En las descripciones anteriores, obtenidas de las perversas particularidades de mi propio archivo de latina femme, he alineado lo femme con una posición

sexual de sumisión. Sin embargo, lo femme no puede ni debe ser confundido con ninguna postura sexual, acto, estilo o deseo en particular. Femmes activas (y versátiles) abundan. Sin embargo, cuando una femme en cuerpo de mujer de color ejerce activamente la posición subjetiva de sirvienta sexual —rol sexual que es precisamente el que la sociedad dominante espera de ella— es la fuerza y la articulación de su agencia lo que marca su subjetividad queer. Al ocupar el rol sexual racializado creado para ella y que ella conoce tan bien, se le presenta la posibilidad de habitar la sumisión como un medio para alcanzar sus propios deseos sexuales, desplegando hábilmente expectativas sociales como medios de seducción y de autorrealización. Haciendo uso de las convenciones sociales y sexuales que preceden a su ingreso a la escena sexual, ella extrae el poder afectivo de la abyección, la servidumbre y la vulnerabilidad corporal por su potencial erótico. Así como en el baile, en donde el ritmo de la música y las reglas internas no dichas del club permiten y limitan formas de expresión individual, en las prácticas sexuales queer, las leyes que gobiernan las convenciones sociales crean espacios performativos para la expresión individual, incluso cuando invitan oportunidades de reescribir estructuras que gobiernan su legibilidad.

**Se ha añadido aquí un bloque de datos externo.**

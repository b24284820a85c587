//! # Client Binary Entry Point
//!
//! Thin wrapper that asks a discovery service for the nearest cloudlet and
//! verifies the given location.
//!
//! ## Usage
//!
//! ```bash
//! cargo run --bin client -- --config config/client.toml \
//!   --lat 37.7749 --long -122.4194 --accuracy 5.0
//! ```
//!
//! With metrics:
//! ```bash
//! cargo run --bin client -- --config config/client.toml \
//!   --host dme.example.net --port 50051 \
//!   --metrics-output ./metrics/client.json
//! ```
//!
//! The client will:
//! 1. Load configuration from the specified TOML file
//! 2. Build a fixed host environment from the `[telemetry]` section
//! 3. Run `findCloudlet` and then `verifyLocation`, one attempt each
//! 4. Export call metrics to JSON (if metrics-output specified)

use clap::Parser;
use env_logger::Builder;
use log::{error, info, LevelFilter};
use std::io::Write;
use std::sync::{Arc, Mutex};
use std::time::Duration;

use cloudlet_discovery::client::{CallMetrics, DiscoveryClient, StaticEnvironment};
use cloudlet_discovery::common::config::{load_config, ClientConfig};
use cloudlet_discovery::common::messages::LocationSample;

/// Command-line arguments for the client binary
#[derive(Parser, Debug)]
#[command(author, version, about, long_about = None)]
struct Args {
    /// Path to the client configuration file (TOML format). Defaults apply when omitted.
    #[arg(short, long)]
    config: Option<String>,

    /// Discovery service host, overrides the configuration
    #[arg(long)]
    host: Option<String>,

    /// Discovery service port, overrides the configuration
    #[arg(long)]
    port: Option<u16>,

    /// Latitude of the device in degrees
    #[arg(long, allow_hyphen_values = true)]
    lat: Option<f64>,

    /// Longitude of the device in degrees
    #[arg(long = "long", allow_hyphen_values = true)]
    longitude: Option<f64>,

    /// Horizontal accuracy of the fix in meters
    #[arg(long, default_value_t = 0.0)]
    accuracy: f64,

    /// Per-call timeout in milliseconds, overrides the configuration
    #[arg(long)]
    timeout_ms: Option<u64>,

    /// Only look up the cloudlet
    #[arg(long)]
    skip_verify: bool,

    /// Path to write metrics JSON output (optional)
    #[arg(long)]
    metrics_output: Option<String>,
}

/// Initialize the logging system with timestamp, level, and message formatting.
///
/// Format: `[HH:MM:SS] [LEVEL] message`
fn init_logger() {
    Builder::new()
        .format(|buf, record| {
            writeln!(
                buf,
                "[{}] [{}] {}",
                chrono::Local::now().format("%H:%M:%S"),
                record.level(),
                record.args()
            )
        })
        .filter_level(LevelFilter::Info)
        .parse_default_env()
        .init();
}

fn main() -> anyhow::Result<()> {
    init_logger();

    let args = Args::parse();

    let config: ClientConfig = match &args.config {
        Some(path) => load_config(path)?,
        None => ClientConfig::default(),
    };

    // No fix means an all-zero location, which the service still accepts
    let location = match (args.lat, args.longitude) {
        (Some(lat), Some(long)) => Some(LocationSample::new(lat, long, args.accuracy)),
        _ => None,
    };

    let environment = Arc::new(StaticEnvironment::from_settings(&config.telemetry));
    let metrics = Arc::new(Mutex::new(CallMetrics::new("client".to_string())));

    let mut client = DiscoveryClient::new(&environment, &config)?.with_metrics(metrics.clone());
    if let Some(host) = args.host {
        client.set_host(host);
    }
    if let Some(port) = args.port {
        client.set_port(port);
    }

    let timeout = args
        .timeout_ms
        .map(Duration::from_millis)
        .unwrap_or_else(|| client.default_timeout());

    let request = client.create_request(location.as_ref())?;
    match client.find_cloudlet(request, timeout) {
        Ok(cloudlet) => info!(
            "✅ Nearest cloudlet: {} (service {})",
            cloudlet.server, cloudlet.service
        ),
        Err(e) => error!("❌ FindCloudlet failed: {}", e),
    }

    if !args.skip_verify {
        let request = client.create_request(location.as_ref())?;
        match client.verify_location(request, timeout) {
            Ok(true) => info!("✅ Location verified by the carrier network"),
            Ok(false) => info!("⚠️  Location does NOT match the carrier network"),
            Err(e) => error!("❌ VerifyLocation failed: {}", e),
        }
    }

    if let Some(output_path) = args.metrics_output {
        let metrics = metrics
            .lock()
            .map_err(|_| anyhow::anyhow!("metrics lock poisoned"))?;
        metrics.export_to_json(&output_path)?;
        info!("📊 Metrics exported to: {}", output_path);
    }

    Ok(())
}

Adherirse a las normas, leyes y convenciones sociales consensuadas de comportamiento nunca es solo acerca de cerrar posibilidades; por el contrario, re-conocer y respetar la alteridad de otros cuerpos y deseos permite la promesa de un placer mutuo, daño involuntario ausente. Incluye comprender cuerpos y deseos que pueden parecer tan diferentes de nuestro propio cuerpo: el de-seo de ser penetrado o no, de experimentar dolor o no, de sentir placer por la dominación y la humillación o no, de desear caricias sexuales o no, o en qué formas. Muy a menudo, es por la adherencia a las reglas y límites sexuales de nuestras parejas íntimas, por nuestros intentos gestuales de validar la lógica de sus proclividades eróticas, que somos capaces de confiar en una práctica de consideración mutua, y a través de esa práctica, expandir nuestro propio potencial sexual para el placer. De hecho, límites, fronteras y la disciplina necesaria para hacerlas cumplir (o para violarlas) pueden servir como génesis del placer sexual. En las prácticas de BDSM y de otros performances intencionales de poder sexual, esta insistencia en negociar las reglas de juego forma la base fundamental para el contrato sexual estructurado alrededor del consentimiento mutuo, aun cuando ocasione (una y otra vez) la oportunidad

de articular activamente los límites y los deseos19. Lo que sigue siendo absolutamente necesario, sin embargo, es el cuestionamiento activo que implica hacer las reglas, de modo que las normas, convenciones y otros sistemas de control social estén abiertos a la negociación y la transformación. Foucault asegura que “la pregunta importante aquí (…) no es si una cultura sin restricciones es posible o incluso deseable, sino si el sistema de restricciones en el que la sociedad funciona deja a los individuos la libertad de transformar el sistema” (1989: 220). Los colectivos, incluso aquellos compuestos de solo dos, necesitan ser capaces de confiar en que los otros seguirán las leyes, que serán respetuosos de los límites y fronteras, como condición para la confianza en la cual pueda concretarse el reconocimiento mutuo.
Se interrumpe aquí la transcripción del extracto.